Mutation of Glu78 of the AVP-NPII gene impairs neurophysin as a carrier protein for arginine vasopressin in a family with neurohypophyseal diabetes insipidus

Abstract

Familial neurohypophyseal diabetes insipidus (FNDI; OMIM 192340) is a rare inherited disorder with an autosomal dominant inheritance pattern. It is characterized by persistent polydipsia and polyuria induced by deficient or absent secretion of arginine vasopressin (AVP). We report a Korean kindred in whom FNDI is associated with a novel deletion mutation in exon 2 of the AVP-NPII gene encoding the neurophysin II moiety. An 18-yr-old man with polyuria and polydipsia was shown to have central diabetes insipidus by using the water deprivation test. Four family members were suspected to have symptomatic vasopressin-deficient diabetes insipidus. Direct sequencing of the AVP-NPII gene showed a heterozygous GAG deletion mutation in exon 2, which results in in-frame deletion of glutamic acid (c.232_234delGAG; p.Glu78del).

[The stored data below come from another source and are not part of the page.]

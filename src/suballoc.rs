use ash::vk::{DeviceSize, MemoryPropertyFlags, PhysicalDeviceMemoryProperties};
use thiserror::Error;
use tracing::debug;

/// Reasons a packed layout cannot be planned. Raised before any device
/// allocation call is made, so a failed plan leaves nothing to clean up.
#[derive(Debug, Error, PartialEq, Eq)]
pub enum SuballocError {
    #[error("no buffers were requested")]
    NoBuffers,
    #[error("requested buffers share no compatible memory type")]
    NoSharedMemoryType,
    #[error("no shared memory type has the properties {0:?}")]
    NoMatchingMemoryType(MemoryPropertyFlags),
}

/// The memory requirements of one logical buffer, as reported by the
/// device for the created (but not yet bound) buffer handle.
#[derive(Debug, Clone, Copy)]
pub struct BufferRequest {
    pub size: DeviceSize,
    /// Required offset alignment. Always a power of two.
    pub alignment: DeviceSize,
    /// Bitmask of memory type indices this buffer may be bound to.
    pub memory_type_bits: u32,
}

/// Where one buffer lands inside the shared allocation.
#[derive(Debug, Clone, Copy, PartialEq, Eq)]
pub struct PackedEntry {
    /// Index of the originating request, so callers can bind and address
    /// buffers in the order they asked for them.
    pub request: usize,
    pub offset: DeviceSize,
    pub size: DeviceSize,
    pub alignment: DeviceSize,
}

/// A packed layout for a group of buffers sharing one allocation. Entries
/// are ordered largest-alignment first; `offset % alignment == 0` holds for
/// every entry and entries never overlap.
#[derive(Debug, Clone)]
pub struct PackedLayout {
    pub entries: Vec<PackedEntry>,
    pub total_size: DeviceSize,
    /// The single memory type every buffer in the group is bound from.
    pub memory_type_index: u32,
}

impl PackedLayout {
    /// Offset of the buffer created from request `request`.
    pub fn offset_of(&self, request: usize) -> DeviceSize {
        self.entries
            .iter()
            .find(|entry| entry.request == request)
            .map(|entry| entry.offset)
            .expect("request index out of range for this layout")
    }
}

pub(crate) const fn align_up(value: DeviceSize, alignment: DeviceSize) -> DeviceSize {
    // alignment is a power of two per the Vulkan spec
    (value + alignment - 1) & !(alignment - 1)
}

/// Plans one allocation holding every requested buffer.
///
/// All buffers must share at least one compatible memory type - the group is
/// bound from a single allocation, so an empty intersection is a hard error,
/// not a fallback point. Among the shared types, the lowest-index one that
/// carries `required_properties` wins. Buffers are then packed in decreasing
/// alignment order (ties broken by decreasing size) to minimize padding.
pub fn plan_layout(
    requests: &[BufferRequest],
    memory_properties: &PhysicalDeviceMemoryProperties,
    required_properties: MemoryPropertyFlags,
) -> Result<PackedLayout, SuballocError> {
    if requests.is_empty() {
        return Err(SuballocError::NoBuffers);
    }

    let shared_type_bits = requests
        .iter()
        .fold(u32::MAX, |bits, request| bits & request.memory_type_bits);
    if shared_type_bits == 0 {
        return Err(SuballocError::NoSharedMemoryType);
    }

    let memory_types =
        &memory_properties.memory_types[..memory_properties.memory_type_count as usize];
    let memory_type_index = memory_types
        .iter()
        .enumerate()
        .position(|(index, memory_type)| {
            shared_type_bits & (1 << index) != 0
                && memory_type.property_flags.contains(required_properties)
        })
        .ok_or(SuballocError::NoMatchingMemoryType(required_properties))?
        as u32;

    let mut order = (0..requests.len()).collect::<Vec<_>>();
    order.sort_by(|&a, &b| {
        requests[b]
            .alignment
            .cmp(&requests[a].alignment)
            .then(requests[b].size.cmp(&requests[a].size))
    });

    let mut entries = Vec::with_capacity(requests.len());
    let mut cursor = 0;
    for request in order {
        let BufferRequest { size, alignment, .. } = requests[request];
        let offset = align_up(cursor, alignment);
        entries.push(PackedEntry {
            request,
            offset,
            size,
            alignment,
        });
        cursor = offset + size;
    }

    debug!(
        "Packed {} buffers into {} bytes of memory type {}",
        entries.len(),
        cursor,
        memory_type_index
    );

    Ok(PackedLayout {
        entries,
        total_size: cursor,
        memory_type_index,
    })
}

#[cfg(test)]
mod tests {
    use super::*;
    use ash::vk::MemoryType;

    fn memory_properties(type_flags: &[MemoryPropertyFlags]) -> PhysicalDeviceMemoryProperties {
        let mut properties = PhysicalDeviceMemoryProperties::default();
        properties.memory_type_count = type_flags.len() as u32;
        for (index, flags) in type_flags.iter().enumerate() {
            properties.memory_types[index] = MemoryType {
                property_flags: *flags,
                heap_index: 0,
            };
        }
        properties
    }

    fn device_local_properties() -> PhysicalDeviceMemoryProperties {
        memory_properties(&[MemoryPropertyFlags::DEVICE_LOCAL])
    }

    fn request(size: DeviceSize, alignment: DeviceSize) -> BufferRequest {
        BufferRequest {
            size,
            alignment,
            memory_type_bits: u32::MAX,
        }
    }

    #[test]
    fn offsets_are_aligned_and_disjoint() {
        let requests = [
            request(100, 16),
            request(3, 1),
            request(7, 256),
            request(64, 64),
            request(1, 4),
        ];
        let layout = plan_layout(
            &requests,
            &device_local_properties(),
            MemoryPropertyFlags::DEVICE_LOCAL,
        )
        .unwrap();

        let mut previous_end = 0;
        for entry in &layout.entries {
            assert_eq!(entry.offset % entry.alignment, 0);
            assert!(entry.offset >= previous_end);
            previous_end = entry.offset + entry.size;
        }
        assert_eq!(layout.total_size, previous_end);
    }

    #[test]
    fn single_buffer_lands_at_offset_zero() {
        let layout = plan_layout(
            &[request(12, 256)],
            &device_local_properties(),
            MemoryPropertyFlags::DEVICE_LOCAL,
        )
        .unwrap();

        assert_eq!(layout.entries.len(), 1);
        assert_eq!(layout.entries[0].offset, 0);
        assert_eq!(layout.total_size, 12);
    }

    #[test]
    fn packs_in_decreasing_alignment_order() {
        // input order 256, 4, 64 must come out as 256, 64, 4
        let requests = [request(12, 256), request(4, 4), request(20, 64)];
        let layout = plan_layout(
            &requests,
            &device_local_properties(),
            MemoryPropertyFlags::DEVICE_LOCAL,
        )
        .unwrap();

        let alignments = layout
            .entries
            .iter()
            .map(|entry| entry.alignment)
            .collect::<Vec<_>>();
        assert_eq!(alignments, vec![256, 64, 4]);
        assert_eq!(
            layout.entries.iter().map(|e| e.request).collect::<Vec<_>>(),
            vec![0, 2, 1]
        );

        // 12 bytes at 0, 20 bytes rounded up to 64, 4 bytes right after
        assert_eq!(layout.entries[1].offset, 64);
        assert_eq!(layout.entries[2].offset, 84);
        let last = layout.entries.last().unwrap();
        assert_eq!(layout.total_size, last.offset + last.size);
    }

    #[test]
    fn alignment_ties_break_by_decreasing_size() {
        let requests = [request(8, 16), request(32, 16)];
        let layout = plan_layout(
            &requests,
            &device_local_properties(),
            MemoryPropertyFlags::DEVICE_LOCAL,
        )
        .unwrap();

        assert_eq!(
            layout.entries.iter().map(|e| e.request).collect::<Vec<_>>(),
            vec![1, 0]
        );
    }

    #[test]
    fn disjoint_type_bits_are_rejected() {
        let requests = [
            BufferRequest {
                size: 16,
                alignment: 4,
                memory_type_bits: 0b01,
            },
            BufferRequest {
                size: 16,
                alignment: 4,
                memory_type_bits: 0b10,
            },
        ];
        let result = plan_layout(
            &requests,
            &device_local_properties(),
            MemoryPropertyFlags::DEVICE_LOCAL,
        );
        assert_eq!(result.unwrap_err(), SuballocError::NoSharedMemoryType);
    }

    #[test]
    fn missing_required_properties_are_rejected() {
        let properties = memory_properties(&[
            MemoryPropertyFlags::DEVICE_LOCAL,
            MemoryPropertyFlags::DEVICE_LOCAL,
        ]);
        let result = plan_layout(
            &[request(16, 4)],
            &properties,
            MemoryPropertyFlags::HOST_VISIBLE | MemoryPropertyFlags::HOST_COHERENT,
        );
        assert_eq!(
            result.unwrap_err(),
            SuballocError::NoMatchingMemoryType(
                MemoryPropertyFlags::HOST_VISIBLE | MemoryPropertyFlags::HOST_COHERENT
            )
        );
    }

    #[test]
    fn lowest_matching_type_index_wins() {
        let properties = memory_properties(&[
            MemoryPropertyFlags::HOST_VISIBLE | MemoryPropertyFlags::HOST_COHERENT,
            MemoryPropertyFlags::DEVICE_LOCAL,
            MemoryPropertyFlags::DEVICE_LOCAL,
        ]);
        let layout = plan_layout(
            &[request(16, 4)],
            &properties,
            MemoryPropertyFlags::DEVICE_LOCAL,
        )
        .unwrap();
        assert_eq!(layout.memory_type_index, 1);
    }

    #[test]
    fn type_selection_respects_the_shared_bitmask() {
        let properties = memory_properties(&[
            MemoryPropertyFlags::DEVICE_LOCAL,
            MemoryPropertyFlags::DEVICE_LOCAL,
        ]);
        // type 0 matches the properties but is excluded by the bitmask
        let requests = [BufferRequest {
            size: 16,
            alignment: 4,
            memory_type_bits: 0b10,
        }];
        let layout = plan_layout(&requests, &properties, MemoryPropertyFlags::DEVICE_LOCAL)
            .unwrap();
        assert_eq!(layout.memory_type_index, 1);
    }

    #[test]
    fn empty_request_list_is_rejected() {
        let result = plan_layout(
            &[],
            &device_local_properties(),
            MemoryPropertyFlags::DEVICE_LOCAL,
        );
        assert_eq!(result.unwrap_err(), SuballocError::NoBuffers);
    }
}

The mutation was predicted to yield an abnormal AVP precursor lacking Glu78 (E78) in its neurophysin II moiety. Because Glu78 is essential for neurophysin II molecules to form a salt bridge with AVP, the function of neurophysin as a carrier protein for AVP would be impaired. The proband's mother and sister have the same mutation. Presence of this mutation suggests that the portion of the neurophysin peptide encoded by this sequence is important for the appropriate expression of vasopressin.